BACKGROUND OF THE INVENTION
As technology has advanced in the areas of cellular communications and networks, low power devices, and multimedia standards, a range of new applications have been developed. As these technologies continue to mature, the applications from these different areas will come together, and what will eventually emerge is a portable multimedia terminal. This is a low-power, portable device that is capable of both transmitting and receiving voice, video, and data through the wireless network. Multimedia data requires a large amount of bandwidth, so these multimedia terminals will need to use the next generation cellular systems which can provide the necessary bandwidth to each terminal. These terminals will also need to be light-weight for portability, which requires a minimization of battery size and hence the use of state-of-the-art low power design techniques. Finally, it is important that these terminals use standardized compression and communication methods in order to facilitate interoperability among different devices. These multimedia terminals will open up many new applications, such as video cellular phones and wireless web browsing. However, there are problems that need to be addressed before transmission of multimedia data over wireless networks can become commonplace.
Mobile multimedia terminals must be able to transmit video over the low-bandwidth, error-prone wireless networks such that the decoder obtains high quality reconstructed video. Video data has a very high data rate and thus needs to be compressed before it can be transmitted across the bandwidth-constrained wireless channel. Video is typically compressed using international standard compression methods, such as the MPEG or H.263 standards. These standard video compression methods use predictive coding (motion compensation) of the frames and variable length codewords to obtain a large amount of compression.
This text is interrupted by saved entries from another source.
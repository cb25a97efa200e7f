//! Semantic unit types for time quantities
//!
//! Particle lifetimes are held as [`Seconds`] so a negative lifetime is
//! rejected at the call site that produced it, instead of surfacing later as a
//! particle that dies before its first frame.
//!
//! Per-frame timesteps stay plain `f32`: a zero or negative tick is a valid
//! (if useless) input that the simulation treats as "no motion this frame".
//!
//! # Usage
//! ```
//! use splash_sim_core::core_types::units::Seconds;
//!
//! let ttl = Seconds::new(2.75);
//! assert_eq!(ttl.value(), 2.75);
//! assert_eq!(Seconds::new(1.0) - Seconds::new(2.0), Seconds::ZERO);
//! ```

use serde::{Deserialize, Serialize};
use std::ops::Sub;

/// Time duration in seconds, never negative
#[derive(Debug, Clone, Copy, PartialEq, PartialOrd, Serialize, Deserialize)]
#[repr(transparent)]
pub struct Seconds(f32);

impl Seconds {
    /// Zero-length duration
    pub const ZERO: Seconds = Seconds(0.0);

    /// Create a new duration in seconds. Asserts the value is finite and non-negative.
    #[inline]
    #[must_use]
    #[track_caller]
    pub const fn new(value: f32) -> Self {
        assert!(value >= 0.0, "Seconds::new: negative duration is invalid");
        assert!(value <= f32::MAX, "Seconds::new: duration must be finite");
        Seconds(value)
    }

    /// Get the raw f32 value
    #[inline]
    #[must_use]
    pub fn value(self) -> f32 {
        self.0
    }
}

impl Sub for Seconds {
    type Output = Seconds;
    /// Saturates at zero; a duration never goes negative.
    fn sub(self, rhs: Seconds) -> Seconds {
        Seconds((self.0 - rhs.0).max(0.0))
    }
}

/// Whether a frame timestep should move anything.
///
/// Zero, negative and non-finite ticks skip integration. Expiry checks still run.
#[inline]
#[must_use]
pub fn is_advancing(dt: f32) -> bool {
    dt > 0.0 && dt.is_finite()
}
This makes the compressed video bitstream sensitive to channel errors, as predictive coding causes errors in the reconstructed video to propagate in time to future frames of video, and the variable-length codewords cause the decoder to easily lose synchronization with the encoder in the presence of bit errors. Once synchronization is lost, the decoder may not be able to correctly decode the remainder of the bitstream, even if no further bits are in error.
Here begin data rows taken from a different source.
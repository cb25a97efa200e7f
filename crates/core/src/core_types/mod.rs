//! Shared value types: the vector alias, time units and random sampling

pub mod sampling;
pub mod units;

pub use sampling::{coin_flip, uniform};
pub use units::{is_advancing, Seconds};

/// 3D vector used for every position, velocity, scale and RGB color in the scene
pub type Vec3 = nalgebra::Vector3<f32>;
The MPEG4 video compression standard incorporated several error resilience tools into the standard to make the compressed bitstream more robust to channel errors. These tools include resynchronization markers, header extension codes, data partitioning, and reversible variable length coding. While these are powerful techniques for combating bit errors when they occur at bit error rates (BER) less than 10
−3
, typical wireless channels can have much higher bit error rates. Channel coding can be used to further protect the bitstream in such harsh channel conditions but lowers the data throughput. Thus problems of efficient channel coding exist for MPEG4 and related compression methods in high error rate channels.
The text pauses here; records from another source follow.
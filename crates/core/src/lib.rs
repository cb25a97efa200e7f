//! Splash Particle Scene Core Library
//!
//! A small frame-stepped particle simulation: water drops spawn at random,
//! fall under gravity and disappear at the floor; a splash trigger throws a
//! short-lived corona particle off every drop in the scene.
//!
//! ## Structure
//!
//! - [`core_types`] - vector alias, time units, random sampling helpers
//! - [`particles`] - the [`Entity`] trait and the two entity kinds
//! - [`scene`] - the owning [`Scene`] and the per-frame [`SimulationDriver`]
//! - [`render`] - read-only [`Appearance`] view and the [`RenderSink`] seam
//! - [`config`] - [`SceneConfig`] with the tuned defaults and JSON loading
//!
//! ## Example
//!
//! ```
//! use splash_sim_core::{FixedTimestep, NullSink, Scene, SceneConfig, SimulationDriver};
//!
//! let scene = Scene::seeded(SceneConfig::default(), 42).unwrap();
//! let mut driver = SimulationDriver::new(scene);
//! let mut clock = FixedTimestep::new(1.0 / 60.0);
//!
//! // Splash once a second
//! let summary = driver.run(&mut clock, 600, |frame| frame % 60 == 0, &mut NullSink);
//! assert_eq!(summary.frames, 600);
//! ```

// Core types and utilities
pub mod core_types;

pub mod config;
pub mod particles;
pub mod render;
pub mod scene;

// Re-export core types
pub use core_types::{Seconds, Vec3};

pub use config::{ConfigError, ConfigResult, SceneConfig};
pub use particles::{Entity, EntityKind, SplashParticle, StepContext, WaterDrop};
pub use render::{Appearance, NullSink, RenderSink};
pub use scene::{
    FixedTimestep, FrameClock, FrameReport, RunSummary, Scene, SceneStats, SimulationDriver,
    StepOutcome, WallClock,
};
Hagenauer, Rate-Compatible Punctured Convolutional Codes (RCPC Codes) and their Applications, 36 IEEE Tr.Comm. 389 (1988), discloses punctured convolutional codes as channel codes with the property that different rate codes are compatilble and can thus easily apply unequal error protection for different parts of an information sequence or block.
SUMMARY OF THE INVENTION
The present invention recognizes the advantages of and provides unequal error protection channel coding for compressed video with data partitioning by using higher error protection for packet header information and motion data than for texture data. Further, the header (and bit stuffing) information may have higher error protection than the motion data, so three levels of error protection can exist in each data packet (highest for header and bit stuffing, next highest for motion data, and lowest for texture data). Simillarly, shape data may have a higher error protection than the texture data and at least as high as the motion vector data but less than or equal to header and bit stuffing information.
This has advantages including more efficient channel coding.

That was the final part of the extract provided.